## Extracted information:
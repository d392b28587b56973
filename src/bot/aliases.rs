use crate::bot::state::def::AliasTable;

/// Resolves a chat-supplied sound name to its canonical name.
///
/// Lookup is by lowercased name; a miss returns the lowercased input
/// unchanged. Resolution is a single hop: alias targets are stored already
/// canonical, so there is nothing to chase.
pub fn resolve(aliases: &AliasTable, name: &str) -> String {
    let name = name.to_lowercase();
    match aliases.get(&name) {
        Some(canonical) => canonical.clone(),
        None => name,
    }
}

## What is required:
What you return must match the records exactly, line for line.

## Answer space:
repository d392b28587b56973
filename src/bot/aliases.rs
use crate::bot::state::def::AliasTable;

/// Resolves a chat-supplied sound name to its canonical name.
///
/// Lookup is by lowercased name; a miss returns the lowercased input
/// unchanged. Resolution is a single hop: alias targets are stored already
/// canonical, so there is nothing to chase.
pub fn resolve(aliases: &AliasTable, name: &str) -> String {
    let name = name.to_lowercase();
    match aliases.get(&name) {
        Some(canonical) => canonical.clone(),
        None => name,
    }
}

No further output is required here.